A knotted wooden club

Arikkara bird-cage gourds

Many Mandans likewise carry lances, and I was told that they had a remarkably handsome one, of which, however, I did not obtain a sight. These Indians have shields, which do not differ from those of the tribes already mentioned. They all wear, in their girdle, behind, their large knife, which is indispensable to them in hunting and in war.
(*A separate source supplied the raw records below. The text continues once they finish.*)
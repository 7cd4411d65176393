use tracing::{error, info, instrument};

use crate::domain::{
    common::services::Service,
    medication::{
        entities::MedicationRecord,
        parser::parse_medication_response,
        ports::{LLMClient, MedicationService},
        prompts::system_instruction,
        schema::get_medication_schema,
        value_objects::{IdentificationMode, IdentifyByImageInput, IdentifyByNameInput},
    },
};

impl<LLM> MedicationService for Service<LLM>
where
    LLM: LLMClient,
{
    #[instrument(skip(self, input), fields(language = %input.language, mime_type = %input.image.mime_type))]
    async fn identify_by_image(&self, input: IdentifyByImageInput) -> MedicationRecord {
        let instruction = system_instruction(input.language, IdentificationMode::Packaging);

        let raw_response = match self
            .llm_client
            .generate_with_image(instruction, input.prompt, input.image, get_medication_schema())
            .await
        {
            Ok(raw_response) => raw_response,
            Err(e) => {
                error!("Error identifying with image: {}", e);
                return MedicationRecord::transport_failure();
            }
        };

        let record = parse_medication_response(&raw_response);
        info!(outcome = ?record.outcome, "Image identification finished");

        record
    }

    #[instrument(skip(self, input), fields(language = %input.language, name = %input.name))]
    async fn identify_by_name(&self, input: IdentifyByNameInput) -> MedicationRecord {
        let instruction = system_instruction(input.language, IdentificationMode::Name);

        let raw_response = match self
            .llm_client
            .generate_with_text(instruction, input.prompt, get_medication_schema())
            .await
        {
            Ok(raw_response) => raw_response,
            Err(e) => {
                error!("Error identifying with name: {}", e);
                return MedicationRecord::transport_failure();
            }
        };

        let record = parse_medication_response(&raw_response);
        info!(outcome = ?record.outcome, "Name identification finished");

        record
    }
}

#[cfg(test)]
mod tests {
    use std::sync::Mutex;

    use super::*;
    use crate::domain::{
        common::entities::app_errors::CoreError,
        localization::Language,
        medication::{
            entities::{FailureReason, TRANSPORT_FAILURE_TEXT},
            value_objects::ImagePayload,
        },
    };

    #[derive(Debug, Clone, PartialEq)]
    struct RecordedCall {
        system_instruction: String,
        prompt: String,
        image: Option<ImagePayload>,
        response_schema: serde_json::Value,
    }

    struct FakeLlm {
        response: Result<String, CoreError>,
        calls: Mutex<Vec<RecordedCall>>,
    }

    impl FakeLlm {
        fn answering(response: Result<&str, CoreError>) -> Self {
            Self {
                response: response.map(str::to_string),
                calls: Mutex::new(Vec::new()),
            }
        }

        fn calls(&self) -> Vec<RecordedCall> {
            self.calls.lock().unwrap().clone()
        }
    }

    impl LLMClient for FakeLlm {
        async fn generate_with_image(
            &self,
            system_instruction: String,
            prompt: String,
            image: ImagePayload,
            response_schema: serde_json::Value,
        ) -> Result<String, CoreError> {
            self.calls.lock().unwrap().push(RecordedCall {
                system_instruction,
                prompt,
                image: Some(image),
                response_schema,
            });
            self.response.clone()
        }

        async fn generate_with_text(
            &self,
            system_instruction: String,
            prompt: String,
            response_schema: serde_json::Value,
        ) -> Result<String, CoreError> {
            self.calls.lock().unwrap().push(RecordedCall {
                system_instruction,
                prompt,
                image: None,
                response_schema,
            });
            self.response.clone()
        }
    }

    const PARACETAMOL: &str = r#"{"name":"Paracetamol","uses":["pain"],"sideEffects":[],"disclaimer":"x"}"#;

    #[tokio::test]
    async fn test_identify_by_name_sends_instruction_and_schema() {
        let service = Service::new(FakeLlm::answering(Ok(PARACETAMOL)));

        let record = service
            .identify_by_name(IdentifyByNameInput {
                name: "Paracetamol".to_string(),
                prompt: "Tell me about Paracetamol".to_string(),
                language: Language::Ku,
            })
            .await;

        assert!(record.is_identified());
        assert_eq!(record.name.as_deref(), Some("Paracetamol"));

        let calls = service.llm_client().calls();
        assert_eq!(calls.len(), 1);
        assert_eq!(calls[0].prompt, "Tell me about Paracetamol");
        assert!(calls[0].system_instruction.contains("Kurdish (Sorani)"));
        assert_eq!(calls[0].response_schema, get_medication_schema());
        assert!(calls[0].image.is_none());
    }

    #[tokio::test]
    async fn test_identify_by_image_forwards_image() {
        let service = Service::new(FakeLlm::answering(Ok(PARACETAMOL)));
        let image = ImagePayload::from_bytes(&[0xff, 0xd8, 0xff], "image/jpeg");

        let record = service
            .identify_by_image(IdentifyByImageInput {
                image: image.clone(),
                prompt: "Identify this".to_string(),
                language: Language::En,
            })
            .await;

        assert!(record.is_identified());
        let calls = service.llm_client().calls();
        assert_eq!(calls[0].image, Some(image));
        assert!(calls[0].system_instruction.contains("**English**"));
    }

    #[tokio::test]
    async fn test_transport_error_becomes_record() {
        let service = Service::new(FakeLlm::answering(Err(CoreError::ExternalServiceError(
            "connection refused".to_string(),
        ))));

        let record = service
            .identify_by_name(IdentifyByNameInput {
                name: "Aspirin".to_string(),
                prompt: "Aspirin".to_string(),
                language: Language::En,
            })
            .await;

        assert_eq!(record.raw_text, TRANSPORT_FAILURE_TEXT);
        assert_eq!(record.name, None);
        assert_eq!(record.failure_reason(), Some(FailureReason::Transport));
    }

    #[tokio::test]
    async fn test_invalid_model_output_becomes_record() {
        let service = Service::new(FakeLlm::answering(Ok("Sorry, I can't help with that.")));

        let record = service
            .identify_by_image(IdentifyByImageInput {
                image: ImagePayload::from_bytes(b"img", "image/png"),
                prompt: "Identify".to_string(),
                language: Language::En,
            })
            .await;

        assert_eq!(record.failure_reason(), Some(FailureReason::InvalidFormat));
        assert_eq!(record.raw_text, "Sorry, I can't help with that.");
    }

    #[tokio::test]
    async fn test_identical_calls_run_concurrently() {
        let service = Service::new(FakeLlm::answering(Ok(PARACETAMOL)));
        let input = IdentifyByNameInput {
            name: "Paracetamol".to_string(),
            prompt: "Paracetamol".to_string(),
            language: Language::En,
        };

        let (a, b) = tokio::join!(
            service.identify_by_name(input.clone()),
            service.identify_by_name(input)
        );

        assert_eq!(a, b);
        assert_eq!(service.llm_client().calls().len(), 2);
    }
}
Some use, for the handle of the knife, the lower jaw of a bear, with the hair and teeth remaining.[327] The bow and arrows are, even now, much esteemed by all the nations living on the Missouri, while those that have been entirely driven from that river (the Osages) greatly prefer the gun; the former, therefore, are capital archers, which cannot be affirmed of the Osages. The Mandans and Manitaries are said to fight well in their manner, and there have been frequent instances of individual bravery. One of their most distinguished warriors, at this time, is Mato-Topé, of whom we shall often have to speak in the sequel. He has killed more than five chiefs of other nations. The father of Mato-Topé, whose name was Suck-Schih (the handsome child), behaved exactly {391} in the same manner as the Manitari chief, Kokoahkis, mentioned by Say.[328] He went, one evening, wrapped up in his robe, into a hut of the hostile Arikkaras, as the young men of the village often do, ate with his face covered, so that he was taken for a young Arikkara; then laid himself down by the side of a woman, and afterwards cut off a lock of her hair, with which he retired. He might have killed the woman, as Kokoahkis did, but refrained from doing so.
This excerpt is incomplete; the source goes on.